Readers of this website know my position on taxation. I have long argued that governments are essential to economic growth and basic societal survival. Without adequate funding, they can not do their job and the economy suffers horrendously. I have also argued that tax cuts produce almost no short-term increase in employment or economic growth while the long term reduction in government fiscal capacity that comes from tax cuts produces long term decreases in employment and economic growth.



Readers looking for those arguments can find them in


Tax Revolt: How the Conservative Middle Class Became a Serious Problem for Capitalism


Why Tax Cuts Do Not Create Jobs


Why Tax Cuts Don’t Matter to Brazilian Barbers


The Declining Tax Capacity of the United States Government


Reinsberg Team Shows Shrinking Government Increases Corruption and Incompetence



Those articles are nice in their own way. (After all, they are by my favorite author).
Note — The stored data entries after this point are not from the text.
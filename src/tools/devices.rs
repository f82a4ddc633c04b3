use crate::device::{Device, Platform};
use crate::error::Result;
use crate::tools::{DeviceParams, Tool, ToolContext, ToolResult};
use schemars::JsonSchema;
use serde::{Deserialize, Serialize};

#[derive(Debug, Clone, Default, Serialize, Deserialize, JsonSchema)]
pub struct ListDevicesParams {
    /// Only list this platform; both when omitted
    #[serde(default, skip_serializing_if = "Option::is_none")]
    pub platform: Option<Platform>,
}

/// Tool for enumerating devices and simulators
#[derive(Default)]
pub struct ListDevicesTool;

#[async_trait::async_trait]
impl Tool for ListDevicesTool {
    type Params = ListDevicesParams;

    fn name(&self) -> &str {
        "mobile_list_devices"
    }

    fn description(&self) -> &str {
        "List connected Android devices and iOS simulators/devices with their status"
    }

    async fn execute_typed(&self, params: ListDevicesParams, context: &ToolContext<'_>) -> Result<ToolResult> {
        let platforms = match params.platform {
            Some(platform) => vec![platform],
            None => vec![Platform::Android, Platform::Ios],
        };

        let mut devices: Vec<Device> = Vec::new();
        let mut errors = Vec::new();
        for platform in platforms {
            match context.adapter(platform).list_devices().await {
                Ok(found) => devices.extend(found),
                // one missing toolchain should not hide the other platform
                Err(e) if params.platform.is_none() => {
                    log::debug!("listing {} devices failed: {}", platform, e);
                    errors.push(format!("{}: {}", platform, e));
                }
                Err(e) => return Err(e),
            }
        }

        Ok(ToolResult::success_with(serde_json::json!({
            "devices": devices,
            "count": devices.len(),
            "errors": errors,
        })))
    }
}

/// Tool for reading screen size, density and orientation
#[derive(Default)]
pub struct ScreenInfoTool;

#[async_trait::async_trait]
impl Tool for ScreenInfoTool {
    type Params = DeviceParams;

    fn name(&self) -> &str {
        "mobile_screen_info"
    }

    fn description(&self) -> &str {
        "Get screen width, height, density and orientation of a device"
    }

    async fn execute_typed(&self, params: DeviceParams, context: &ToolContext<'_>) -> Result<ToolResult> {
        let (adapter, device_id) = context.target(&params).await?;
        let info = adapter.get_screen_info(&device_id).await?;
        Ok(ToolResult::success_with(serde_json::json!({
            "deviceId": device_id,
            "width": info.width,
            "height": info.height,
            "density": info.density,
            "orientation": info.orientation,
        })))
    }
}
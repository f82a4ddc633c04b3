use crate::ui::element::UiElement;

/// Reduce a tree to the elements worth showing a caller
///
/// With `include_all` the input is returned unchanged. Otherwise only elements with
/// non-blank text or a clickable flag survive; order is preserved.
pub fn filter_elements(elements: Vec<UiElement>, include_all: bool) -> Vec<UiElement> {
    if include_all {
        return elements;
    }
    elements
        .into_iter()
        .filter(|element| element.has_text() || element.clickable)
        .collect()
}
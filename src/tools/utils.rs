use crate::error::{MobileError, Result};

/// Normalize an incomplete URL for opening on a device
///
/// Anything with a scheme (including app deep links like `myapp://`) is kept as-is;
/// bare hosts get `https://`, or `http://` for the emulator host loopback addresses.
pub fn normalize_url(url: &str) -> Result<String> {
    let trimmed = url.trim();

    if trimmed.is_empty() {
        return Err(MobileError::InvalidArgument("URL must not be empty".to_string()));
    }

    if has_scheme(trimmed) {
        return Ok(trimmed.to_string());
    }

    if trimmed.chars().any(char::is_whitespace) {
        return Err(MobileError::InvalidArgument(format!("'{}' is not a URL", trimmed)));
    }

    // emulators reach the host machine through these
    if trimmed.starts_with("localhost") || trimmed.starts_with("127.0.0.1") || trimmed.starts_with("10.0.2.2") {
        return Ok(format!("http://{}", trimmed));
    }

    Ok(format!("https://{}", trimmed))
}

/// `scheme:` prefix per RFC 3986 (letter, then letters, digits, `+`, `-`, `.`)
fn has_scheme(url: &str) -> bool {
    let Some((scheme, rest)) = url.split_once(':') else {
        return false;
    };
    let mut chars = scheme.chars();
    let starts_with_letter = chars.next().is_some_and(|c| c.is_ascii_alphabetic());
    // "localhost:8080" is a host and port, not a scheme
    let port_like = rest
        .split('/')
        .next()
        .is_some_and(|port| !port.is_empty() && port.chars().all(|c| c.is_ascii_digit()));
    starts_with_letter && chars.all(|c| c.is_ascii_alphanumeric() || "+-.".contains(c)) && !port_like
}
However, they do have the liability of talking about earlier tax cuts from the Bush era and before. The Trump tax cuts were massive – the effects of them have not been analyzed.



Enter Kevin Drum who has done an outstanding job of looking at the economic consequences of the Trump tax cuts. He looks at a substantial number of effects. His statistical data are good. The conclusions are grim. With two narrow exceptions, the tax cuts had no positive effects on economic growth. Depending on what indicator you look at, either government capacity was gutted for no gain at all, or for something that made the economy worse.



Here are what Kevin Drum’s numbers show:



1. The tax cuts were supposed to increase business investment. New orders for capital goods and overall business investment declined after the Trump tax cut.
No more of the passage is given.